Jonathan chelseagreen.com

September 26, 2008 10:58 AM

Does the study include the value to the nuclear industry for insurance subsidy through Price-Anderson? If not, that would probably bump nuclear's overall position up by a few percentage points. But to be fair, the other industries probably have some similar indirect subsidies as well, so it might not change the story very much.

And in regard to that last comment by Bezdek: are there any nails left unhammered into the coffin of the Reagan legacy?

John Carey

September 26, 2008 12:23 PM

Good question on nukes. The study does not include the insurance subsidy, nor does it include the large amounts of money that electricity users ended up paying in the bills after the costs of the original overruns and delays were added to the bill. So the amount of taxpayer money that went to nukes (outside of federal outlays) will be higher than this study shows.

Jonathan chelseagreen.com

September 26, 2008 03:23 PM

I don't think it's fair to add overrun and delay costs on as "taxpayer" costs. Sure, every consumer is a taxpayer and every taxpayer is a consumer (roughly speaking), but any business might incur overrun or delay costs on its customers, so treating those like "taxpayer" costs doesn't seem right.

For example, if an Exxon refinery is delayed going on line, then that adds something to the cost of gasoline, but I don't think we'd want to add that as a "hidden subsidy" to the oil industry.

Now, if you're talking about the issue as a drain on the economy and a source of inefficiency, okay, throw in those costs. But if the issue is how money gets moved through the government to the industries, that's a different angle and appropriately narrower.

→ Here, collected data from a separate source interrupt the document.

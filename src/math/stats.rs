//! Summary statistics over gap and position samples
//!
//! The layout stage reduces element geometry to small `f64` sample sets;
//! these helpers define the exact conventions it relies on: empty input maps
//! to zero, the median of an even count averages the middle pair, and the
//! standard deviation is the population form.

/// Arithmetic mean, or 0.0 for an empty slice
pub fn mean(values: &[f64]) -> f64 {
    if values.is_empty() {
        return 0.0;
    }
    values.iter().sum::<f64>() / values.len() as f64
}

/// Median, or 0.0 for an empty slice
///
/// Even-length input averages the two middle values.
pub fn median(values: &[f64]) -> f64 {
    if values.is_empty() {
        return 0.0;
    }

    let mut sorted = values.to_vec();
    sorted.sort_by(|a, b| a.partial_cmp(b).unwrap_or(std::cmp::Ordering::Equal));

    let mid = sorted.len() / 2;
    if sorted.len() % 2 == 1 {
        sorted.get(mid).copied().unwrap_or(0.0)
    } else {
        let low = sorted.get(mid.wrapping_sub(1)).copied().unwrap_or(0.0);
        let high = sorted.get(mid).copied().unwrap_or(0.0);
        f64::midpoint(low, high)
    }
}

/// Population standard deviation, or 0.0 for fewer than two samples
pub fn std_dev(values: &[f64]) -> f64 {
    if values.len() < 2 {
        return 0.0;
    }

    let avg = mean(values);
    let variance = values
        .iter()
        .map(|v| {
            let dev = v - avg;
            dev * dev
        })
        .sum::<f64>()
        / values.len() as f64;

    variance.sqrt()
}

#[cfg(test)]
mod tests {
    use super::*;

    #[test]
    fn test_empty_input_conventions() {
        assert!(mean(&[]).abs() < f64::EPSILON);
        assert!(median(&[]).abs() < f64::EPSILON);
        assert!(std_dev(&[]).abs() < f64::EPSILON);
        assert!(std_dev(&[5.0]).abs() < f64::EPSILON);
    }

    #[test]
    fn test_median_even_and_odd() {
        assert!((median(&[3.0, 1.0, 2.0]) - 2.0).abs() < f64::EPSILON);
        assert!((median(&[4.0, 1.0, 3.0, 2.0]) - 2.5).abs() < f64::EPSILON);
    }

    #[test]
    fn test_std_dev_population_form() {
        // Population variance of [2, 4, 4, 4, 5, 5, 7, 9] is exactly 4
        let values = [2.0, 4.0, 4.0, 4.0, 5.0, 5.0, 7.0, 9.0];
        assert!((std_dev(&values) - 2.0).abs() < 1e-12);

        assert!(std_dev(&[16.0, 16.0, 16.0]).abs() < f64::EPSILON);
    }
}
//! Layout topology inference from detected element geometry
//!
//! Elements are reduced to gap and position statistics, then tested against
//! the three topologies in a fixed order: grid (rows and columns with
//! consistent spacing), flex (a dominant pairwise-aligned axis), and the
//! absolute fallback. Every input maps to a defined output; degenerate and
//! collinear element sets never error.

use crate::analysis::classify::DetectedElement;
use crate::analysis::pipeline::AnalyzerConfig;
use crate::math::stats::{mean, median, std_dev};
use serde::{Deserialize, Serialize};

/// Inferred layout topology
#[derive(Debug, Clone, Copy, PartialEq, Eq, Serialize, Deserialize)]
#[serde(rename_all = "lowercase")]
pub enum LayoutKind {
    /// Elements flow along one axis
    Flex,
    /// Elements align into rows and columns
    Grid,
    /// No regular structure detected
    Absolute,
}

/// Main axis of a flex layout
#[derive(Debug, Clone, Copy, PartialEq, Eq, Serialize, Deserialize)]
#[serde(rename_all = "lowercase")]
pub enum FlexDirection {
    /// Horizontal main axis
    Row,
    /// Vertical main axis
    Column,
}

/// Content alignment along the inferred layout's main axis
#[derive(Debug, Clone, Copy, PartialEq, Eq, Serialize, Deserialize)]
#[serde(rename_all = "kebab-case")]
pub enum Alignment {
    /// Content hugs the start edge
    Start,
    /// Content sits in the middle band
    Center,
    /// Content hugs the end edge
    End,
    /// Uniform large gaps spanning the axis
    SpaceBetween,
    /// Uniform small gaps spanning the axis
    SpaceAround,
}

/// Inferred spatial organization of sibling elements
#[derive(Debug, Clone, Copy, PartialEq, Eq, Serialize, Deserialize)]
pub struct LayoutAnalysis {
    /// Layout topology
    #[serde(rename = "type")]
    pub kind: LayoutKind,
    /// Flex main axis; absent for grid and absolute layouts
    #[serde(skip_serializing_if = "Option::is_none", default)]
    pub direction: Option<FlexDirection>,
    /// Content alignment, when one could be derived
    #[serde(skip_serializing_if = "Option::is_none", default)]
    pub alignment: Option<Alignment>,
    /// Median or mean gap between elements in pixels
    #[serde(skip_serializing_if = "Option::is_none", default)]
    pub gap: Option<u32>,
    /// Estimated container padding in pixels
    #[serde(skip_serializing_if = "Option::is_none", default)]
    pub padding: Option<u32>,
}

impl LayoutAnalysis {
    /// The terminal absolute layout with no derived fields
    pub const fn absolute() -> Self {
        Self {
            kind: LayoutKind::Absolute,
            direction: None,
            alignment: None,
            gap: None,
            padding: None,
        }
    }
}

#[derive(Clone, Copy)]
enum Axis {
    Horizontal,
    Vertical,
}

impl Axis {
    // (start, end) extent of an element along this axis
    fn span(self, element: &DetectedElement) -> (f64, f64) {
        match self {
            Self::Horizontal => (
                f64::from(element.bounds.x),
                f64::from(element.bounds.right()),
            ),
            Self::Vertical => (
                f64::from(element.bounds.y),
                f64::from(element.bounds.bottom()),
            ),
        }
    }

    fn start(self, element: &DetectedElement) -> f64 {
        self.span(element).0
    }
}

/// Infer the layout topology of a set of detected elements
///
/// `width` and `height` are the canvas dimensions the elements were detected
/// on; they anchor the alignment judgements. Fewer than two elements always
/// yields the bare absolute layout.
pub fn analyze_layout(
    elements: &[DetectedElement],
    width: u32,
    height: u32,
    config: &AnalyzerConfig,
) -> LayoutAnalysis {
    if elements.len() < 2 {
        return LayoutAnalysis::absolute();
    }

    let horizontal_gaps = axis_gaps(elements, Axis::Horizontal);
    let vertical_gaps = axis_gaps(elements, Axis::Vertical);
    let padding = Some(estimate_padding(elements, config));

    let rows = cluster_count(elements, Axis::Vertical, config.row_tolerance);
    let columns = cluster_count(elements, Axis::Horizontal, config.row_tolerance);
    if rows >= 2
        && columns >= 2
        && std_dev(&horizontal_gaps) < config.grid_gap_deviation
        && std_dev(&vertical_gaps) < config.grid_gap_deviation
    {
        let pooled: Vec<f64> = horizontal_gaps
            .iter()
            .chain(vertical_gaps.iter())
            .copied()
            .collect();
        let gap = if pooled.is_empty() {
            config.default_gap
        } else {
            mean(&pooled).round() as u32
        };
        return LayoutAnalysis {
            kind: LayoutKind::Grid,
            direction: None,
            alignment: Some(overall_alignment(elements, width, config)),
            gap: Some(gap),
            padding,
        };
    }

    let row_score = pair_alignment_score(elements, Axis::Vertical, config.pair_tolerance);
    if row_score > config.flex_score_cutoff {
        return LayoutAnalysis {
            kind: LayoutKind::Flex,
            direction: Some(FlexDirection::Row),
            alignment: Some(resolve_alignment(
                elements,
                Axis::Horizontal,
                f64::from(width),
                config,
            )),
            gap: Some(gap_or_default(&horizontal_gaps, config)),
            padding,
        };
    }

    let column_score = pair_alignment_score(elements, Axis::Horizontal, config.pair_tolerance);
    if column_score > config.flex_score_cutoff {
        return LayoutAnalysis {
            kind: LayoutKind::Flex,
            direction: Some(FlexDirection::Column),
            alignment: Some(resolve_alignment(
                elements,
                Axis::Vertical,
                f64::from(height),
                config,
            )),
            gap: Some(gap_or_default(&vertical_gaps, config)),
            padding,
        };
    }

    LayoutAnalysis {
        kind: LayoutKind::Absolute,
        direction: None,
        alignment: None,
        gap: None,
        padding,
    }
}

// Positive start-to-end gaps between elements sorted along an axis
fn axis_gaps(elements: &[DetectedElement], axis: Axis) -> Vec<f64> {
    let mut spans: Vec<(f64, f64)> = elements.iter().map(|e| axis.span(e)).collect();
    spans.sort_by(|a, b| a.0.partial_cmp(&b.0).unwrap_or(std::cmp::Ordering::Equal));

    spans
        .windows(2)
        .filter_map(|pair| {
            let (_, prev_end) = pair.first()?;
            let (next_start, _) = pair.last()?;
            let gap = next_start - prev_end;
            (gap > 0.0).then_some(gap)
        })
        .collect()
}

// Number of distinct coordinate clusters along an axis, greedy within tolerance
fn cluster_count(elements: &[DetectedElement], axis: Axis, tolerance: f64) -> usize {
    let mut starts: Vec<f64> = elements.iter().map(|e| axis.start(e)).collect();
    starts.sort_by(|a, b| a.partial_cmp(b).unwrap_or(std::cmp::Ordering::Equal));

    let mut clusters = 0_usize;
    let mut anchor = f64::NEG_INFINITY;
    for start in starts {
        if start - anchor > tolerance {
            clusters += 1;
            anchor = start;
        }
    }
    clusters
}

// Share of element pairs whose start coordinates align within tolerance
fn pair_alignment_score(elements: &[DetectedElement], axis: Axis, tolerance: f64) -> f64 {
    let count = elements.len();
    if count < 2 {
        return 0.0;
    }

    let starts: Vec<f64> = elements.iter().map(|e| axis.start(e)).collect();
    let mut aligned = 0_usize;
    for (index, a) in starts.iter().enumerate() {
        for b in starts.iter().skip(index + 1) {
            if (a - b).abs() <= tolerance {
                aligned += 1;
            }
        }
    }

    let pairs = count * (count - 1) / 2;
    aligned as f64 / pairs as f64
}

// Container padding guessed from the top-left content inset
fn estimate_padding(elements: &[DetectedElement], config: &AnalyzerConfig) -> u32 {
    let min_x = elements.iter().map(|e| e.bounds.x).min().unwrap_or(0);
    let min_y = elements.iter().map(|e| e.bounds.y).min().unwrap_or(0);
    min_x.min(min_y).clamp(config.padding_min, config.padding_max)
}

// Compare the average element center against the canvas center
fn overall_alignment(elements: &[DetectedElement], width: u32, config: &AnalyzerConfig) -> Alignment {
    let centers: Vec<f64> = elements.iter().map(|e| e.bounds.center().0).collect();
    let average = mean(&centers);
    let canvas_center = f64::from(width) / 2.0;

    if (average - canvas_center).abs() <= config.center_band * canvas_center {
        Alignment::Center
    } else if average < canvas_center {
        Alignment::Start
    } else {
        Alignment::End
    }
}

// Spacing classification first, but only when the content actually spans the
// axis; otherwise classify by position against the edge and center bands.
fn resolve_alignment(
    elements: &[DetectedElement],
    axis: Axis,
    extent: f64,
    config: &AnalyzerConfig,
) -> Alignment {
    let mut spans: Vec<(f64, f64)> = elements.iter().map(|e| axis.span(e)).collect();
    spans.sort_by(|a, b| a.0.partial_cmp(&b.0).unwrap_or(std::cmp::Ordering::Equal));

    let gaps: Vec<f64> = spans
        .windows(2)
        .filter_map(|pair| {
            let (_, prev_end) = pair.first()?;
            let (next_start, _) = pair.last()?;
            Some(next_start - prev_end)
        })
        .collect();

    let first_start = spans.first().map_or(0.0, |span| span.0);
    let last_end = spans.last().map_or(0.0, |span| span.1);
    let near_start = first_start <= config.edge_band * extent;
    let near_end = last_end >= (1.0 - config.edge_band) * extent;

    if near_start && near_end && !gaps.is_empty() && std_dev(&gaps) < config.spacing_gap_deviation {
        return if mean(&gaps) > config.spacing_gap_threshold {
            Alignment::SpaceBetween
        } else {
            Alignment::SpaceAround
        };
    }

    if near_start {
        Alignment::Start
    } else if near_end {
        Alignment::End
    } else if first_start >= config.center_band_low * extent
        && last_end <= config.center_band_high * extent
    {
        Alignment::Center
    } else {
        Alignment::Start
    }
}

// Rounded median of the observed gaps, or the configured default
fn gap_or_default(gaps: &[f64], config: &AnalyzerConfig) -> u32 {
    if gaps.is_empty() {
        config.default_gap
    } else {
        median(gaps).round().max(0.0) as u32
    }
}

A different but related question would have to do with the way that politics leads to external costs like overruns and such. If licensing is a red-tape nightmare, that's a problem. But if licensing is too easy, and then construction runs into other problems and is delayed because the licensing didn't require enough advance planning, the problem occurs in reverse. Et cetera.

John Carey

September 26, 2008 04:39 PM

I agree that these are different costs. But the reason for mentioning them is that many people have a vague sense that the nuclear industry has been the beneficiary of huge amount of subsidies. In fact, that's one reason why this study was done. It was commissioned by the Nuclear Energy Institute (the industry's trade group) to dispel the myth that nukes have gotten huge federal subsidies. The study's author acknowledges, however, that there is a grain of truth in the public's perception, in that electricity consumers have paid far more than originally promised, thanks to the rather large cost overruns.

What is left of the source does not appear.